Friday, February 4, 2011

The Best French Words

Let's talk about knives

Those who know me, I am a little concerned, the My passion for knives verges venerazione.Per a fan of kitchen knives are essential, it is not necessary to have a collection, for the usual preparations
enough in my opinion three knives like the ones I got yesterday for .... the happiness of my better half
The baby is a Paring knife with a blade 7.5 cm fruit and vegetables help to cleanse
precise cuts in the center is a 16 cm knife blade Utiliy versatile and handy
Brother more is a chef's knife blade 20, this is a knife that lends itself to many uses.
To do no wrong to anyone, I also got a small Santoku hollow edge the blade 15cm large bubbles is used to prevent foods from sticking to the cut lama.Il Santoku is the Japanese equivalent of our chef's knife because his name means "Three virtues" is used for cutting vegetables, meat and pesce.In reality photo of the knife in Japanese only the shape, technical features are those of a European knife is made with a steel building in particular to prevent the formation of rust in contrast to the eastern cousins, who have the wire from one side only, left-handed, hence they should have them custom made, the thread of these blades is inclined 60 ° against 22 ° knife is sharp europei.In hand by hand and has stood the test of tomato.

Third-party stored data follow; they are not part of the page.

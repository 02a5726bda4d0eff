use glam::DVec2;

use crate::record::EventRecord;

/// Geographic rectangle. `x` is longitude, `y` is latitude.
#[derive(Clone, Copy, Debug, PartialEq)]
pub struct GeoBounds {
    pub min: DVec2,
    pub max: DVec2,
}

impl GeoBounds {
    pub fn new(min_lat: f64, max_lat: f64, min_lon: f64, max_lon: f64) -> Self {
        Self {
            min: DVec2::new(min_lon, min_lat),
            max: DVec2::new(max_lon, max_lat),
        }
    }

    pub fn min_lat(&self) -> f64 {
        self.min.y
    }

    pub fn max_lat(&self) -> f64 {
        self.max.y
    }

    pub fn min_lon(&self) -> f64 {
        self.min.x
    }

    pub fn max_lon(&self) -> f64 {
        self.max.x
    }

    pub fn is_finite(&self) -> bool {
        self.min.is_finite() && self.max.is_finite()
    }

    pub fn contains(&self, lon: f64, lat: f64) -> bool {
        lon >= self.min.x && lon <= self.max.x && lat >= self.min.y && lat <= self.max.y
    }
}

/// Bounding box of a record set, or `None` when empty.
///
/// Plain loop with running min/max so inputs of tens of thousands of points
/// never go through a whole-collection reduction.
pub fn compute_bounds<'a, I>(records: I) -> Option<GeoBounds>
where
    I: IntoIterator<Item = &'a EventRecord>,
{
    let mut iter = records.into_iter();
    let first = iter.next()?;

    let mut min_lat = first.lat;
    let mut max_lat = first.lat;
    let mut min_lon = first.lon;
    let mut max_lon = first.lon;

    for record in iter {
        if record.lat < min_lat {
            min_lat = record.lat;
        }
        if record.lat > max_lat {
            max_lat = record.lat;
        }
        if record.lon < min_lon {
            min_lon = record.lon;
        }
        if record.lon > max_lon {
            max_lon = record.lon;
        }
    }

    Some(GeoBounds::new(min_lat, max_lat, min_lon, max_lon))
}

#[cfg(test)]
mod tests {
    use super::*;
    use crate::record::EventKind;

    fn at(lat: f64, lon: f64) -> EventRecord {
        EventRecord::new(lat, lon, 1, EventKind::Invasion { display_type: 1, character: 4 })
    }

    #[test]
    fn test_empty_has_no_bounds() {
        let records: Vec<EventRecord> = Vec::new();
        assert!(compute_bounds(&records).is_none());
    }

    #[test]
    fn test_bounds_cover_all_points() {
        let records = vec![at(10.0, 20.0), at(-5.0, 30.0), at(12.5, -3.0)];
        let b = compute_bounds(&records).unwrap();
        assert_eq!(b.min_lat(), -5.0);
        assert_eq!(b.max_lat(), 12.5);
        assert_eq!(b.min_lon(), -3.0);
        assert_eq!(b.max_lon(), 30.0);
        assert!(records.iter().all(|r| b.contains(r.lon, r.lat)));
    }

    #[test]
    fn test_large_input() {
        let records: Vec<EventRecord> = (0..50_000)
            .map(|i| at((i % 180) as f64 - 89.0, (i % 360) as f64 - 179.0))
            .collect();
        let b = compute_bounds(&records).unwrap();
        assert_eq!(b.min_lat(), -89.0);
        assert_eq!(b.max_lon(), 180.0);
    }
}
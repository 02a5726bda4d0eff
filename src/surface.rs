//! Per-container render state.
//!
//! A container is a named region of the terminal. It holds at most one
//! surface (viewport plus mounted overlays and legend) and at most one
//! notice. Surfaces are created on the first successful render, refit on
//! every later one and destroyed when a render has nothing to show.

use std::collections::HashMap;

use tracing::{debug, info};

use crate::aggregate::{DensityParams, HeatPoint};
use crate::error::RenderError;
use crate::geo::GeoBounds;
use crate::legend::Legend;
use crate::map::Viewport;
use crate::summary::Summary;

/// Inline message shown in place of a map.
#[derive(Clone, Copy, Debug, PartialEq, Eq)]
pub enum Notice {
    /// Input was missing or empty
    NoData,
    /// Input had rows but the blocklist removed all of them
    AllFiltered,
    /// Rendering failed; details are in the log
    RenderFailed,
}

impl Notice {
    pub fn message(self) -> &'static str {
        match self {
            Notice::NoData => "No data available",
            Notice::AllFiltered => "All results filtered out",
            Notice::RenderFailed => "Map could not be rendered",
        }
    }
}

/// One location (or gym / pokestop) in markers mode.
#[derive(Clone, Debug, PartialEq)]
pub struct Marker {
    pub lat: f64,
    pub lon: f64,
    pub total: u64,
    pub summary: Summary,
}

#[derive(Clone, Debug, PartialEq)]
pub struct MarkerLayer {
    pub markers: Vec<Marker>,
    pub max_total: u64,
    /// Merge nearby markers into count badges
    pub clustered: bool,
}

#[derive(Clone, Debug, PartialEq)]
pub struct HeatLayer {
    pub points: Vec<HeatPoint>,
    pub params: DensityParams,
    /// Neighborhood radius in canvas pixels
    pub radius_px: f64,
}

#[derive(Clone, Debug, PartialEq)]
pub struct GridTile {
    pub bounds: GeoBounds,
    pub total: u64,
    pub summary: Summary,
}

#[derive(Clone, Debug, PartialEq)]
pub struct GridLayer {
    pub tiles: Vec<GridTile>,
    pub max_grid_count: u64,
}

/// Mode-specific drawable content.
#[derive(Clone, Debug, PartialEq)]
pub enum Overlay {
    Markers(MarkerLayer),
    Heat(HeatLayer),
    Grid(GridLayer),
}

impl Overlay {
    pub fn kind(&self) -> &'static str {
        match self {
            Overlay::Markers(_) => "markers",
            Overlay::Heat(_) => "heat",
            Overlay::Grid(_) => "grid",
        }
    }

    pub fn len(&self) -> usize {
        match self {
            Overlay::Markers(layer) => layer.markers.len(),
            Overlay::Heat(layer) => layer.points.len(),
            Overlay::Grid(layer) => layer.tiles.len(),
        }
    }

    pub fn is_empty(&self) -> bool {
        self.len() == 0
    }
}

#[derive(Clone, Debug, PartialEq)]
pub struct MountedOverlay {
    pub id: u64,
    pub overlay: Overlay,
}

/// The live surface of one container.
#[derive(Debug)]
pub struct RenderState {
    surface_id: u64,
    viewport: Viewport,
    overlays: Vec<MountedOverlay>,
    legend: Option<Legend>,
    next_overlay_id: u64,
}

impl RenderState {
    fn new(surface_id: u64, viewport: Viewport) -> Self {
        Self {
            surface_id,
            viewport,
            overlays: Vec::new(),
            legend: None,
            next_overlay_id: 0,
        }
    }

    /// Stable for the lifetime of the surface
    pub fn surface_id(&self) -> u64 {
        self.surface_id
    }

    pub fn viewport(&self) -> &Viewport {
        &self.viewport
    }

    pub fn viewport_mut(&mut self) -> &mut Viewport {
        &mut self.viewport
    }

    pub fn overlays(&self) -> &[MountedOverlay] {
        &self.overlays
    }

    pub fn legend(&self) -> Option<&Legend> {
        self.legend.as_ref()
    }

    /// Remove every overlay, leaving the surface itself. Safe to call when
    /// nothing is mounted. Returns how many overlays were removed.
    pub fn teardown_layers(&mut self) -> usize {
        let removed = self.overlays.len();
        self.overlays.clear();
        if removed > 0 {
            debug!(surface = self.surface_id, removed, "overlays removed");
        }
        removed
    }

    pub fn mount(&mut self, overlay: Overlay) -> u64 {
        let id = self.next_overlay_id;
        self.next_overlay_id += 1;
        self.overlays.push(MountedOverlay { id, overlay });
        id
    }

    /// Replace the legend; at most one is ever installed.
    pub fn install_legend(&mut self, legend: Option<Legend>) {
        self.legend = legend;
    }

    /// Summary of the entity under (or nearest to, within `radius` pixels) a
    /// canvas pixel. Density overlays carry no summaries.
    pub fn summary_near(&self, px: i32, py: i32, radius: i32) -> Option<&Summary> {
        let mut best: Option<(i64, &Summary)> = None;

        for mounted in &self.overlays {
            match &mounted.overlay {
                Overlay::Markers(layer) => {
                    for marker in &layer.markers {
                        let (mx, my) = self.viewport.project(marker.lon, marker.lat);
                        let (dx, dy) = ((mx - px) as i64, (my - py) as i64);
                        let d2 = dx * dx + dy * dy;
                        if d2 <= (radius as i64).pow(2) && best.map_or(true, |(b, _)| d2 < b) {
                            best = Some((d2, &marker.summary));
                        }
                    }
                }
                Overlay::Grid(layer) => {
                    for tile in &layer.tiles {
                        let (x0, y0) = self.viewport.project(tile.bounds.min_lon(), tile.bounds.max_lat());
                        let (x1, y1) = self.viewport.project(tile.bounds.max_lon(), tile.bounds.min_lat());
                        if (x0..=x1).contains(&px) && (y0..=y1).contains(&py) {
                            return Some(&tile.summary);
                        }
                    }
                }
                Overlay::Heat(_) => {}
            }
        }

        best.map(|(_, summary)| summary)
    }
}

/// A named region: its pixel size, its surface and its notice.
#[derive(Debug)]
pub struct Container {
    width: usize,
    height: usize,
    state: Option<RenderState>,
    notice: Option<Notice>,
}

impl Container {
    fn new(width: usize, height: usize) -> Self {
        Self {
            width,
            height,
            state: None,
            notice: None,
        }
    }

    /// Canvas size in pixels
    pub fn size(&self) -> (usize, usize) {
        (self.width, self.height)
    }

    pub fn state(&self) -> Option<&RenderState> {
        self.state.as_ref()
    }

    pub fn notice(&self) -> Option<Notice> {
        self.notice
    }
}

/// Owns every container's surface.
pub struct SurfaceManager {
    containers: HashMap<String, Container>,
    default_width: usize,
    default_height: usize,
    next_surface_id: u64,
}

impl SurfaceManager {
    pub fn new(default_width: usize, default_height: usize) -> Self {
        Self {
            containers: HashMap::new(),
            default_width,
            default_height,
            next_surface_id: 1,
        }
    }

    pub fn container(&self, id: &str) -> Option<&Container> {
        self.containers.get(id)
    }

    pub fn state(&self, id: &str) -> Option<&RenderState> {
        self.containers.get(id).and_then(|c| c.state.as_ref())
    }

    pub fn state_mut(&mut self, id: &str) -> Option<&mut RenderState> {
        self.containers.get_mut(id).and_then(|c| c.state.as_mut())
    }

    /// Pixel size of a container, or the default for unknown ones
    pub fn dimensions(&self, id: &str) -> (usize, usize) {
        self.containers
            .get(id)
            .map(Container::size)
            .unwrap_or((self.default_width, self.default_height))
    }

    fn entry(&mut self, id: &str) -> &mut Container {
        let (w, h) = (self.default_width, self.default_height);
        self.containers
            .entry(id.to_string())
            .or_insert_with(|| Container::new(w, h))
    }

    /// Set a container's canvas size in pixels. A live surface keeps its
    /// center and zoom.
    pub fn resize(&mut self, id: &str, width: usize, height: usize) {
        let container = self.entry(id);
        container.width = width;
        container.height = height;
        if let Some(state) = container.state.as_mut() {
            state.viewport.width = width;
            state.viewport.height = height;
        }
    }

    /// Create the container's surface on first use, otherwise refit the
    /// existing one to `center` and `zoom`.
    pub fn ensure_surface(
        &mut self,
        id: &str,
        center: (f64, f64),
        zoom: f64,
    ) -> Result<&mut RenderState, RenderError> {
        let (width, height) = self.dimensions(id);
        if width == 0 || height == 0 {
            return Err(RenderError::SurfaceTooSmall {
                container: id.to_string(),
                width,
                height,
            });
        }

        let (lon, lat) = center;
        let viewport = Viewport::new(lon, lat, zoom, width, height);

        let surface_id = self.next_surface_id;
        if self.state(id).is_none() {
            self.next_surface_id += 1;
            info!(container = id, surface = surface_id, "surface created");
        }

        let container = self.entry(id);
        let state = container
            .state
            .get_or_insert_with(|| RenderState::new(surface_id, viewport.clone()));
        state.viewport = viewport;
        Ok(state)
    }

    /// Drop the surface with everything mounted on it. Returns whether
    /// there was one.
    pub fn destroy_surface(&mut self, id: &str) -> bool {
        let destroyed = self
            .containers
            .get_mut(id)
            .and_then(|c| c.state.take())
            .is_some();
        if destroyed {
            info!(container = id, "surface destroyed");
        }
        destroyed
    }

    pub fn show_notice(&mut self, id: &str, notice: Notice) {
        self.entry(id).notice = Some(notice);
    }

    pub fn clear_notice(&mut self, id: &str) {
        if let Some(container) = self.containers.get_mut(id) {
            container.notice = None;
        }
    }
}
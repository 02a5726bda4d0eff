use criterion::{black_box, criterion_group, criterion_main, Criterion};
use spawnmap::aggregate::{bin_records, density_params, group_by_location, normalize};
use spawnmap::config::MapConfig;
use spawnmap::filter::{filter_records, Blocklist};
use spawnmap::icons::{AssumeAvailable, IconResolver};
use spawnmap::map;
use spawnmap::names::{GruntNames, NoNames};
use spawnmap::orchestrator::Orchestrator;
use spawnmap::record::{EventKind, EventRecord};
use std::sync::Arc;

const N: usize = 20_000;

/// Deterministic spread of spawns over a few square kilometres
fn records() -> Vec<EventRecord> {
    (0..N)
        .map(|i| {
            let lat = 45.80 + (i % 137) as f64 * 0.0002;
            let lon = 15.95 + (i % 211) as f64 * 0.0002;
            let kind = EventKind::Spawn {
                species: (i % 40) as u32 + 1,
                form: (i % 3) as u32,
                iv: Some((i % 101) as u8),
            };
            EventRecord::new(lat, lon, (i % 9) as u64 + 1, kind)
        })
        .collect()
}

fn bench_filter(c: &mut Criterion) {
    let data = records();
    let blocklist: Blocklist = (1..20).map(|s| format!("{s}:0")).collect();
    c.bench_function("filter_20k", |b| {
        b.iter(|| filter_records(black_box(&data), black_box(&blocklist)))
    });
}

fn bench_aggregate(c: &mut Criterion) {
    let data = records();
    let config = MapConfig::default();
    c.bench_function("grid_bin_20k", |b| {
        b.iter(|| bin_records(black_box(&data), config.grid.step))
    });
    c.bench_function("density_normalize_20k", |b| {
        b.iter(|| normalize(black_box(&data), &config.density))
    });
    c.bench_function("marker_group_20k", |b| {
        b.iter(|| group_by_location(black_box(&data)))
    });
}

fn bench_raster(c: &mut Criterion) {
    let data = records();
    let id = "pokemon-heatmap";
    // offline names and icons keep setup off the network
    let config = MapConfig::default();
    let icons = IconResolver::new(config.assets.icon_base_url.clone(), Box::new(AssumeAvailable));
    let mut orchestrator = Orchestrator::new(config, Arc::new(GruntNames::new(NoNames)), icons);
    let sizing = orchestrator.config().sizing.clone();

    for mode in ["density", "grid", "markers"] {
        orchestrator.render(id, Some(data.as_slice()), &Blocklist::new(), mode);
        let Some(state) = orchestrator.surfaces().state(id) else {
            continue;
        };
        c.bench_function(&format!("raster_{mode}_20k"), |b| {
            b.iter(|| map::render(black_box(state), 80, 24, &sizing))
        });
    }
}

fn bench_params(c: &mut Criterion) {
    let config = MapConfig::default();
    c.bench_function("density_params", |b| {
        b.iter(|| density_params(black_box(N), &config.density))
    });
}

criterion_group!(benches, bench_filter, bench_aggregate, bench_raster, bench_params);
criterion_main!(benches);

A knife useful for people who love to cook fish fillet blade is flexible, allowing to minimize waste.

Another exception is made for ceramic knives that combine an ability to cut close to the best steel blades, but have advantages
1, the wire is very hard especially in the black blade knives, sharpening should be very infrequently compared with steel blades.
2 does not oxidize the vegetables and do not affect taste and color.
3 4
are lightweight do not absorb odors, garlic, fish etc.
5 can be washed without being completely dried.

In the picture my trusty knife ceramic.
The limits of these knives are low in versatility, it is not used as knives possoso shot, break down, I can not carry flexible knives, Zirconium oxide is extremely rigid and break, can be used only on soft foods , bones of fish and meat will own harm the wire.
All in all I think they are a good compromise for the cook who delights in the kitchen occasionally.